WORK ORDER:
Return exactly the lines that run from the one with "let mut tampered = params.clone();" to the last line of the entries below, both included, and nothing else.

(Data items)
==================================================

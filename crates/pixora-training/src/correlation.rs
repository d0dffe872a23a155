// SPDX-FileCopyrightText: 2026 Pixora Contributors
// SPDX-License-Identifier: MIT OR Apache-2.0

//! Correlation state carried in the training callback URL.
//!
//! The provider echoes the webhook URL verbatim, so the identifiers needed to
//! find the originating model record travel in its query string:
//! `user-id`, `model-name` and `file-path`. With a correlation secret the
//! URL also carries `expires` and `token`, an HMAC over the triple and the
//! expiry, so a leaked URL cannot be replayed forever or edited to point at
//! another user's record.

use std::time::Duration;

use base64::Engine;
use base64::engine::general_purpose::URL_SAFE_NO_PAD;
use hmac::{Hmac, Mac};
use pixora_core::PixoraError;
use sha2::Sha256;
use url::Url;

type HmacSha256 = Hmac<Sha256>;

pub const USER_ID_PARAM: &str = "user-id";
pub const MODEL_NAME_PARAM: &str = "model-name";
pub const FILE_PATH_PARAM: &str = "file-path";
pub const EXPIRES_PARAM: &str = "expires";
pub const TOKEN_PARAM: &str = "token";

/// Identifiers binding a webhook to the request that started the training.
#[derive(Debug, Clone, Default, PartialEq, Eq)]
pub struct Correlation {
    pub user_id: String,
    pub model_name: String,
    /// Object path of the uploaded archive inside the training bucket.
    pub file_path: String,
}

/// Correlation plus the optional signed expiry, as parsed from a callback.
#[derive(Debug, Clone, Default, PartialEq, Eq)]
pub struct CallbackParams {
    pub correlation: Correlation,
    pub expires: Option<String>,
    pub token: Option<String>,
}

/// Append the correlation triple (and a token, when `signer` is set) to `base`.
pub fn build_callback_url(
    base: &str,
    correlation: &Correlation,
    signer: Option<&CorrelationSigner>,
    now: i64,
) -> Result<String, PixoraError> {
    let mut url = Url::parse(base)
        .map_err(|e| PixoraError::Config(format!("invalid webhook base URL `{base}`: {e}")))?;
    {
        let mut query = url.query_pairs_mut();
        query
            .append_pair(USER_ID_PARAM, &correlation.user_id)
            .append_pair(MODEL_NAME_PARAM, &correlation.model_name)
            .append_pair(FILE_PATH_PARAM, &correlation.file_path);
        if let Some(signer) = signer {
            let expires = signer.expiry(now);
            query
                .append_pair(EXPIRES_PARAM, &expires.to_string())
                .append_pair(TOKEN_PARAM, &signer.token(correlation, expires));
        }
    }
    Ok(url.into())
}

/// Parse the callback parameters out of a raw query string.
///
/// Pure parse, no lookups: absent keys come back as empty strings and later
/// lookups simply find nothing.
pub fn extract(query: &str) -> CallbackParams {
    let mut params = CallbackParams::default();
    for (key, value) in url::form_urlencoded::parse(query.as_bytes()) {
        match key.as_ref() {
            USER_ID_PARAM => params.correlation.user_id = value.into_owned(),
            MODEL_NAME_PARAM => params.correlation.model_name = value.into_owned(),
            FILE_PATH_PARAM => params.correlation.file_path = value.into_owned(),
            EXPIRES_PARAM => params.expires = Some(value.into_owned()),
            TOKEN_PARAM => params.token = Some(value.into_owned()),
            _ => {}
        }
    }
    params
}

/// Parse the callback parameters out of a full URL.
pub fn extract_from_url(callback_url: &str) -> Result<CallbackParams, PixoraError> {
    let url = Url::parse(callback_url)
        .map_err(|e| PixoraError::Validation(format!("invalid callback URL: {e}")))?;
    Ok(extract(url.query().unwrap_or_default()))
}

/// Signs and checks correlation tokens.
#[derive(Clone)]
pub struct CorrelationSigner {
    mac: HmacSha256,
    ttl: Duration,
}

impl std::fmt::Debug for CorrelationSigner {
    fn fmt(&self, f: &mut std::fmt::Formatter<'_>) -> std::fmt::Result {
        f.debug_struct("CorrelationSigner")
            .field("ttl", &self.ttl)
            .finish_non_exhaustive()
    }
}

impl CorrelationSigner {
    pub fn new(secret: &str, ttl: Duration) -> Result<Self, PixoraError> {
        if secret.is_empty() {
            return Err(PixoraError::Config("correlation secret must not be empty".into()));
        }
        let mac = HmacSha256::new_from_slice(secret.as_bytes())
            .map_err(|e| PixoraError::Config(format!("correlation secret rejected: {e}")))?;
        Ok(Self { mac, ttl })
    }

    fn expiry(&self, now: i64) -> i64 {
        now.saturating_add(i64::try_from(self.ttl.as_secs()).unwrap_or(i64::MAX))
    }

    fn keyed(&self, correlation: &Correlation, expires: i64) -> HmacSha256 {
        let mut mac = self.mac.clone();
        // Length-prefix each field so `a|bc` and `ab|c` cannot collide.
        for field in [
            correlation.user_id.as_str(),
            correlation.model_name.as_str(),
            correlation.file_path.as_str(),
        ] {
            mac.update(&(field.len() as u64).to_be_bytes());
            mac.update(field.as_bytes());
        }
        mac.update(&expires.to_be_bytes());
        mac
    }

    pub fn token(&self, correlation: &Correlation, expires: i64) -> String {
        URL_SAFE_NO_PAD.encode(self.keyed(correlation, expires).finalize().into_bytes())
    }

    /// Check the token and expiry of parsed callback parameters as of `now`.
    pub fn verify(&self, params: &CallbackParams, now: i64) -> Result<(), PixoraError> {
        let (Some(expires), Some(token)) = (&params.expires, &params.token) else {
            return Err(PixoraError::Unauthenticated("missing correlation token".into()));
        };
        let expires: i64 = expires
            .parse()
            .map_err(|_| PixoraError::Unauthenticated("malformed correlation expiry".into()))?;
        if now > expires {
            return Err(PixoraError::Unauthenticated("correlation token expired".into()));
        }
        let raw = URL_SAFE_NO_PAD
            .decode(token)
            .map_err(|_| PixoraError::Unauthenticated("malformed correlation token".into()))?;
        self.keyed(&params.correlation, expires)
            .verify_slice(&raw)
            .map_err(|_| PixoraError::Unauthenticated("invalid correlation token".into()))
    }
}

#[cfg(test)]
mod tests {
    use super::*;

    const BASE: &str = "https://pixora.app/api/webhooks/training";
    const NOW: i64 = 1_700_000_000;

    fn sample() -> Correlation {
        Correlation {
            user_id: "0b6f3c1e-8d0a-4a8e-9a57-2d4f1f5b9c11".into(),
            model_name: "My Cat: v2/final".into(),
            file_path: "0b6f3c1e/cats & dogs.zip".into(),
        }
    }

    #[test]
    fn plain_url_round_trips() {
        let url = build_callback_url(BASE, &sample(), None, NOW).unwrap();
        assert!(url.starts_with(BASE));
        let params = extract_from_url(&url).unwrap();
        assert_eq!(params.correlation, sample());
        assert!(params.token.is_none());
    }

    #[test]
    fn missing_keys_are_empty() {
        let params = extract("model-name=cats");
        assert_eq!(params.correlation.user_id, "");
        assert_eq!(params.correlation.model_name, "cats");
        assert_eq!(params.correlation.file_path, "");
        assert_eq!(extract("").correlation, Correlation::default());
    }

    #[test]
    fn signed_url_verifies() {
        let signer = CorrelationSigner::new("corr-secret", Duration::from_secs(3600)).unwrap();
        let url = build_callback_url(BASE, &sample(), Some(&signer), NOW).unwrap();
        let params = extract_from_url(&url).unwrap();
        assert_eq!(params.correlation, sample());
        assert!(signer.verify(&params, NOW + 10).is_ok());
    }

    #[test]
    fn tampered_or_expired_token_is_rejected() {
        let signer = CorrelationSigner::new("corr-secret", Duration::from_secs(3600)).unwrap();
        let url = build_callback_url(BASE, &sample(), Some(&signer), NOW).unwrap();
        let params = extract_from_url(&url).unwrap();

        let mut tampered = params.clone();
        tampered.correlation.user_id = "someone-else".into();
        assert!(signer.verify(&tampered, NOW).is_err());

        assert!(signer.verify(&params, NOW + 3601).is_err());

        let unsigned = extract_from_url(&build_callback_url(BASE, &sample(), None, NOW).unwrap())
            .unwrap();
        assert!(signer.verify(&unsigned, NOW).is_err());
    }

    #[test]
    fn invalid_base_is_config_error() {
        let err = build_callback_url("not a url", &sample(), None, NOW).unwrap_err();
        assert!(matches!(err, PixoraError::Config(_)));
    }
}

==================================================

ANSWER SPACE:
        let mut tampered = params.clone();
        tampered.correlation.user_id = "someone-else".into();
        assert!(signer.verify(&tampered, NOW).is_err());

        assert!(signer.verify(&params, NOW + 3601).is_err());

        let unsigned = extract_from_url(&build_callback_url(BASE, &sample(), None, NOW).unwrap())
            .unwrap();
        assert!(signer.verify(&unsigned, NOW).is_err());
    }

    #[test]
    fn invalid_base_is_config_error() {
        let err = build_callback_url("not a url", &sample(), None, NOW).unwrap_err();
        assert!(matches!(err, PixoraError::Config(_)));
    }
}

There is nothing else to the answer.